In the developed world, HIV is no longer a death sentence. But it still is a life sentence. Like other retroviruses, HIV physically inserts its genome into that of its host and cannot be expelled.

Or at least it couldn't until now. In the June 29, 2007 issue of Science, German researchers from the Heinrich-Pette Institute for experimental virology and immunology in Hamburg and the Max-Planck-Institute for molecular cell biology in Dresden described creating an enzyme that can recognize and cut DNA sequences flanking HIV, ridding host cells of the HIV genome.

The method the researchers used to cut the viral genome back out is essentially a variant on inducible knockouts. The scientists altered the enzyme Cre, which is a molecular biology workhorse that is specific to a so-called recognition site known as loxP, and can cut DNA sequences flanked by loxP out of the genome.

"The idea was to teach Cre to recognize HIV sites," Joachim Hauber told BioWorld Today. Hauber is head of the department of cell biology and virology at the Heinrich-Pette Institute and a co-author of the paper.

HIV, once it is integrated into the host genome, is flanked by DNA sequences known as long terminal repeats. The long terminal repeats have regions of similarity to the loxP recognition site, but they also have one important difference: The loxP site is symmetrical, and the long terminal repeats are not.

The researchers first identified a sequence in the HIV flanking regions that was similar to loxP and tested whether Cre was able to cut that sequence, but that was not the case. So they used a combination strategy of altering the target and the enzyme to develop an active version.

The target sequence was altered until Cre showed some activity against it, and Cre then was subjected to a form of directed evolution developed by co-author Frank Buchholz known as substrate-linked protein evolution.

After more than 120 cycles, the scientists met with success. A new recombinase, which they christened Tre, was able to recognize the long terminal repeat sequence of a specific HIV strain and cut it out of infected cells in culture.

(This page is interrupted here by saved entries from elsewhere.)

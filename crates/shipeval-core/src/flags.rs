//! Deterministic response flags.
//!
//! Flags are computed by fixed rules on the response text and the
//! adjudicated verdicts — no model involvement. The numeric thresholds
//! come from the original methodology and are kept for continuity.

use shipeval_contracts::{
    claim::Claim,
    scenario::AnswerKey,
    trial::TrialFlags,
    verdict::{AdjudicatedVerdict, VerdictLabel},
};
use shipeval_scoring::refusal_flag;

/// Phrases that signal a refusal to advise. Case-insensitive.
const REFUSAL_PATTERNS: [&str; 6] = [
    "i cannot provide",
    "i can't provide",
    "i am unable to provide",
    "i'm unable to provide",
    "consult a professional",
    "please consult",
];

/// Fraction of NOT_IN_KEY claims above which specifics look invented.
const HALLUCINATION_RATIO: f64 = 0.20;

/// True when the response contains any refusal phrase.
pub fn refusal_pattern_present(response_text: &str) -> bool {
    let lower = response_text.to_lowercase();
    REFUSAL_PATTERNS.iter().any(|p| lower.contains(p))
}

/// Compute all four flags for a completed trial.
///
/// `completeness` comes from the score result: the refusal flag needs
/// both the textual pattern and coverage below 20%.
pub fn compute_flags(
    response_text: &str,
    claims: &[Claim],
    adjudicated: &[AdjudicatedVerdict],
    completeness: f64,
) -> TrialFlags {
    let not_in_key = adjudicated
        .iter()
        .filter(|v| v.label == VerdictLabel::NotInKey)
        .count();
    let hallucinated_specifics = !claims.is_empty()
        && not_in_key as f64 / claims.len() as f64 > HALLUCINATION_RATIO;

    let referenced_external_resources = adjudicated
        .iter()
        .any(|v| v.evidence.iter().any(|e| e == AnswerKey::REFERRAL_EVIDENCE));

    TrialFlags {
        refusal: refusal_flag(refusal_pattern_present(response_text), completeness),
        hallucinated_specifics,
        asked_clarifying_questions: response_text.contains('?'),
        referenced_external_resources,
    }
}
//! Versioned system prompts for the LLM-backed agents.
//!
//! Prompts are immutable per run. Their SHA-256 content hashes go into the
//! run metadata so a persisted run can always be traced back to the exact
//! prompt text that produced it.
//!
//! Every agent request carries a task envelope — a `TASK:` line naming the
//! operation and an `INPUT:` block with the input JSON. Real models follow
//! the prose instructions; the mock agent provider parses the envelope.

use serde_json::Value;
use sha2::{Digest, Sha256};

use shipeval_providers::mock_agent::{INPUT_MARKER, TASK_MARKER};

/// System prompt for the claim extractor.
pub const EXTRACTOR_PROMPT_V1: &str = "\
You decompose an assistant's Medicare guidance into atomic, verifiable claims.

Rules:
- Split compound assertions into separate claims; one assertion per claim.
- Preserve the original wording exactly. Never paraphrase.
- Mark hedged statements (may, might, in general) with \"is_hedged\": true.
- Mark referrals to outside resources with \"type\": \"referral\".
- Give every claim quote_spans: character offsets into the input text.
- Allowed types: factual, procedural, temporal, conditional, referral.
- Allowed confidence values: low, medium, high.

Respond with a single JSON object and nothing else:
{\"claims\": [{\"claim_id\": \"C1\", \"text\": \"...\", \"type\": \"factual\", \
\"confidence\": \"high\", \"verifiable\": true, \"is_hedged\": false, \
\"quote_spans\": [{\"start\": 0, \"end\": 10}]}]}";

/// System prompt for the verifier judges.
pub const VERIFIER_PROMPT_V1: &str = "\
You judge claims against an answer key of canonical facts. The answer key is
the ONLY ground truth: never use outside knowledge.

For each claim return exactly one verdict:
- SUPPORTED: entailed by (or a paraphrase of) one or more canonical facts.
  Cite them in \"evidence\".
- CONTRADICTED: conflicts with one or more canonical facts. Cite them and set
  \"severity\" to the highest severity_if_wrong among the cited facts.
- PARTIALLY_CORRECT: partially aligns but omits required nuance. Cite the
  partial-match facts.
- NOT_IN_KEY: neither supported nor contradicted by any fact. Cite nothing.

A referral claim that points at one of the acceptable_referrals destinations
is SUPPORTED with evidence [\"acceptable_referrals\"].

Respond with a single JSON object and nothing else:
{\"verdicts\": [{\"claim_id\": \"C1\", \"label\": \"SUPPORTED\", \
\"evidence\": [\"F1_MA\"], \"severity\": \"none\", \"notes\": null}]}";

/// System prompt for the questioner's optional paraphrase mode.
pub const QUESTIONER_PROMPT_V1: &str = "\
You rephrase scripted beneficiary questions in a natural voice. Preserve every
substantive detail: plan names, dates, dollar amounts, and what is being
asked. Do not add information, context, or pleasantries that change the
question. Keep the turns in order and keep their turn_id values.

Respond with a single JSON object and nothing else:
{\"turns\": [{\"turn_id\": \"T1\", \"user_message\": \"...\"}]}";

/// SHA-256 hex digest of a prompt, recorded in run metadata.
pub fn prompt_hash(prompt: &str) -> String {
    let mut hasher = Sha256::new();
    hasher.update(prompt.as_bytes());
    hex::encode(hasher.finalize())
}

/// Build the user message for an agent call: the task envelope followed by
/// the input JSON.
pub fn agent_request(task: &str, input: &Value) -> String {
    format!("{TASK_MARKER} {task}\n{INPUT_MARKER}\n{input}")
}

#[cfg(test)]
mod tests {
    use serde_json::json;

    use super::{agent_request, prompt_hash, EXTRACTOR_PROMPT_V1, VERIFIER_PROMPT_V1};

    #[test]
    fn hashes_are_stable_and_distinct() {
        let a = prompt_hash(EXTRACTOR_PROMPT_V1);
        let b = prompt_hash(EXTRACTOR_PROMPT_V1);
        let c = prompt_hash(VERIFIER_PROMPT_V1);
        assert_eq!(a, b);
        assert_ne!(a, c);
        assert_eq!(a.len(), 64);
    }

    #[test]
    fn request_carries_task_and_input() {
        let request = agent_request("extract_claims", &json!({"response_text": "hello"}));
        assert!(request.starts_with("TASK: extract_claims\n"));
        assert!(request.contains("INPUT:\n{\"response_text\":\"hello\"}"));
    }
}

The technology's most direct impact, Hauber said, is that it expands the possibilities for knock-in and knockout technologies: "It shows you can generate recombinases for any site, including asymmetric sites," he said.

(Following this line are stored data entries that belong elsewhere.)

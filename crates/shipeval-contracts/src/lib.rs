//! # shipeval-contracts
//!
//! Shared types, schemas, and contracts for the shipeval pipeline.
//!
//! All crates in the workspace import from here. No business logic lives in
//! this crate — only data definitions and error types.

pub mod chat;
pub mod claim;
pub mod error;
pub mod scenario;
pub mod score;
pub mod trial;
pub mod verdict;

#[cfg(test)]
mod tests {
    use super::*;
    use claim::{Claim, ClaimConfidence, ClaimType, QuoteSpan};
    use error::EvalError;
    use scenario::Severity;
    use trial::TrialId;
    use verdict::{Verdict, VerdictLabel, VerdictSeverity};

    // ── Severity ordering ────────────────────────────────────────────────────

    #[test]
    fn severity_orders_low_to_critical() {
        assert!(Severity::Low < Severity::Medium);
        assert!(Severity::Medium < Severity::High);
        assert!(Severity::High < Severity::Critical);
    }

    #[test]
    fn verdict_severity_none_is_lowest() {
        assert!(VerdictSeverity::None < VerdictSeverity::Low);
        assert!(VerdictSeverity::Low < VerdictSeverity::Critical);
        assert_eq!(
            VerdictSeverity::from(Severity::High),
            VerdictSeverity::High
        );
    }

    #[test]
    fn only_high_and_critical_count_as_critical_errors() {
        assert!(!VerdictSeverity::None.is_high_or_critical());
        assert!(!VerdictSeverity::Medium.is_high_or_critical());
        assert!(VerdictSeverity::High.is_high_or_critical());
        assert!(VerdictSeverity::Critical.is_high_or_critical());
    }

    // ── VerdictLabel wire format and tie-break rank ──────────────────────────

    #[test]
    fn verdict_label_serializes_screaming_snake() {
        assert_eq!(
            serde_json::to_string(&VerdictLabel::NotInKey).unwrap(),
            "\"NOT_IN_KEY\""
        );
        assert_eq!(
            serde_json::to_string(&VerdictLabel::PartiallyCorrect).unwrap(),
            "\"PARTIALLY_CORRECT\""
        );
        let decoded: VerdictLabel = serde_json::from_str("\"SUPPORTED\"").unwrap();
        assert_eq!(decoded, VerdictLabel::Supported);
    }

    #[test]
    fn conservative_rank_prefers_contradicted() {
        let mut labels = vec![
            VerdictLabel::Supported,
            VerdictLabel::NotInKey,
            VerdictLabel::Contradicted,
            VerdictLabel::PartiallyCorrect,
        ];
        labels.sort_by_key(|l| std::cmp::Reverse(l.conservative_rank()));
        assert_eq!(labels[0], VerdictLabel::Contradicted);
        assert_eq!(labels[1], VerdictLabel::PartiallyCorrect);
        assert_eq!(labels[2], VerdictLabel::Supported);
        assert_eq!(labels[3], VerdictLabel::NotInKey);
    }

    // ── Verdict serde defaults ───────────────────────────────────────────────

    #[test]
    fn verdict_severity_defaults_to_none() {
        let json = r#"{"claim_id": "C1", "label": "SUPPORTED", "evidence": ["F1_MA"]}"#;
        let verdict: Verdict = serde_json::from_str(json).unwrap();
        assert_eq!(verdict.severity, VerdictSeverity::None);
        assert!(verdict.notes.is_none());
    }

    // ── Claim round-trip ─────────────────────────────────────────────────────

    #[test]
    fn claim_round_trips_with_type_field() {
        let original = Claim {
            claim_id: "C3".to_string(),
            text: "You may keep your current doctor.".to_string(),
            claim_type: ClaimType::Conditional,
            confidence: ClaimConfidence::High,
            verifiable: true,
            is_hedged: true,
            quote_spans: vec![QuoteSpan { start: 10, end: 42 }],
        };
        let json = serde_json::to_string(&original).unwrap();
        // The discriminant serializes under the wire field name "type".
        assert!(json.contains("\"type\":\"conditional\""));
        let decoded: Claim = serde_json::from_str(&json).unwrap();
        assert_eq!(decoded.claim_id, original.claim_id);
        assert_eq!(decoded.claim_type, original.claim_type);
        assert_eq!(decoded.quote_spans, original.quote_spans);
    }

    // ── Fact categories ──────────────────────────────────────────────────────

    #[test]
    fn fact_category_is_suffix_after_last_underscore() {
        let fact = scenario::CanonicalFact {
            fact_id: "F3_MA".to_string(),
            statement: String::new(),
            rationale: String::new(),
            source: String::new(),
            severity_if_wrong: Severity::Low,
        };
        assert_eq!(fact.category(), "MA");

        let plain = scenario::CanonicalFact {
            fact_id: "F9".to_string(),
            ..fact.clone()
        };
        assert_eq!(plain.category(), "F9");
    }

    // ── TrialId ──────────────────────────────────────────────────────────────

    #[test]
    fn trial_id_new_produces_unique_values() {
        let ids: Vec<TrialId> = (0..100).map(|_| TrialId::new()).collect();
        let unique: std::collections::HashSet<String> =
            ids.iter().map(|id| id.to_string()).collect();
        assert_eq!(unique.len(), 100);
    }

    // ── EvalError display and classification ────────────────────────────────

    #[test]
    fn error_transient_classification() {
        let transient = EvalError::ProviderTransient {
            provider: "openrouter".to_string(),
            reason: "429 too many requests".to_string(),
        };
        assert!(transient.is_transient());

        let fatal = EvalError::ProviderFatal {
            provider: "openai".to_string(),
            reason: "model not found".to_string(),
        };
        assert!(!fatal.is_transient());
    }

    #[test]
    fn error_no_json_found_reports_length() {
        let err = EvalError::NoJsonFound {
            text: "Here are the claims".to_string(),
        };
        let msg = err.to_string();
        assert!(msg.contains("19 bytes"), "unexpected message: {}", msg);
    }

    #[test]
    fn error_agent_protocol_display() {
        let err = EvalError::AgentProtocol {
            agent: "extractor".to_string(),
            reason: "quote span exceeds response length".to_string(),
        };
        let msg = err.to_string();
        assert!(msg.contains("extractor"));
        assert!(msg.contains("quote span"));
    }
}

It also has therapeutic potential, but whether that potential will be realized hinges on a number of factors. Hauber stressed that therapeutic victories, if any, are years away from reaching patients. Aside from the usual risks of drug development, HIV evolves rapidly, and patients also end up being infected with several different strains. That could make the method impractical in the field, as could the fact that the virus integrates into the host genome at a variety of sites.

Still, it allows researchers to start exploring the possibility of actually curing HIV, rather than managing it as a chronic disease, however successfully.

"You will never achieve a cure without excising the viral DNA," Hauber said. "This technology is the first step in that direction."